THE DOG WAS DRENCHED and pathetic, huddled on the steps outside of her kitchen door, just inside the downpour.
It turned it eyes upward at Alice, beseechingly. She laughed, and invited him in, in spite of the fact that her guests were about to arrive and she hadn't finished preparing the appetizers.
"What the hell," she thought. "It's my birthday."
She'd only turn twenty-five once.
Russell stroked her head, which she rested on his chest. Alice still liked his scent, after all these years.
"I think I'm getting used to it, finally," she said.
"Well, I told you. It takes a little while."
She stood at the top of the hill, holding her sled.
It was so steep, so far down.
Her heart was racing, her breath rapid. Allen, a fifth grader, older and wiser and much less patient, stood behind her.
"Come on, Alice. Don't be a sissy. Either go or get out of the way."
He was a doctoral student, and she was in the master's program. He crossed to her table on the patio, carrying his own tray.
"So I hear you're an atheist."
His unruly hair made her smile.
She pointed to a chair.
Alice sat beside him, Dexter in her lap.
Russell glanced at the dog, and then at her face.
"It wouldn't be fair not to, you know. He's suffered too much as it is."
She wiped the tears from her eyes.
"I know. I'm sorry. This is just so—so stupid."
He put the tray down and stuck out a hand.
"Russell. Russell Danes."
"...Simmons. I know. So you think this is it, then? We live. We die. End of story?"
"I think you're confused. I don't believe there's a large pretend human being out there in magic land. I haven't said a thing about what happens after death."
"Okay. So tell me."
"Maybe when we know each other better."
Sam and her brother came through the living room, laughing and punching each other.
They stopped short when they saw the dog.
Sam squatted down, and the mutt wandered over to sniff at his hands.
"A stray. Showed up drenched and hungry at the back door. I let him come in out of the rain."
"What's his name?"
"I said, what's his—oh. Duh, huh?"
Alice returned Anna's wave, and smiled bravely as the train pulled out of the station.
Soon it was out of sight.
Russell grunted and put his arm around her.

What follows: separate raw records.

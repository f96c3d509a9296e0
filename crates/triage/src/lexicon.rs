//! Fixed keyword sets for free-text symptom matching.
//!
//! All matching is case-insensitive substring search; empty text matches
//! nothing.

/// Phrases signalling deformity, bleeding, neurological compromise,
/// inability to bear weight or extreme pain.
pub const SEVERE_SYMPTOMS: &[&str] = &[
    "severe pain",
    "intense pain",
    "unbearable",
    "excruciating",
    "deformity",
    "bone visible",
    "bleeding",
    "numbness",
    "tingling",
    "can't move",
    "unable to bear weight",
];

pub const MODERATE_SYMPTOMS: &[&str] = &[
    "pain",
    "swelling",
    "bruising",
    "stiffness",
    "difficulty moving",
    "tender",
    "sore",
];

// Word sets for the quick and symptom-scored assessment variants.

pub(crate) const QUICK_SEVERE_WORDS: &[&str] = &["severe", "intense", "unbearable", "emergency"];
pub(crate) const QUICK_MODERATE_WORDS: &[&str] = &["moderate", "significant", "concerning"];

pub(crate) const INTENSITY_SEVERE_WORDS: &[&str] = &["severe", "excruciating", "unbearable"];
pub(crate) const INTENSITY_MODERATE_WORDS: &[&str] = &["moderate", "significant"];
pub(crate) const INTENSITY_MILD_WORDS: &[&str] = &["mild", "slight"];
pub(crate) const DEFORMITY_WORDS: &[&str] = &["deformed", "bent", "crooked", "displaced"];
pub(crate) const SURFACE_SIGN_WORDS: &[&str] = &["swelling", "bruising", "discoloration"];

/// True when the lowercased text contains any of `keywords`.
pub fn contains_any(text: &str, keywords: &[&str]) -> bool {
    if text.is_empty() {
        return false;
    }
    let lower = text.to_lowercase();
    keywords.iter().any(|k| lower.contains(k))
}

pub fn has_severe(text: &str) -> bool {
    contains_any(text, SEVERE_SYMPTOMS)
}

pub fn has_moderate(text: &str) -> bool {
    contains_any(text, MODERATE_SYMPTOMS)
}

"Seventeen years old. Where does she get all that confidence?"
"I feel like I'll never see her again."
"Yeah. Me too. She'll be home for the holidays."
Christmas morning. Alice sat up straight in bed, suddenly wide awake. She slid out from under the covers and danced down the stairs, her pigtails flying. She paused only long enough at the top to survey the tree and make certain that Santa had actually visited.
She reached the bottom step, then dashed to the foot of the tree.
It was the most beautiful doll she had ever seen.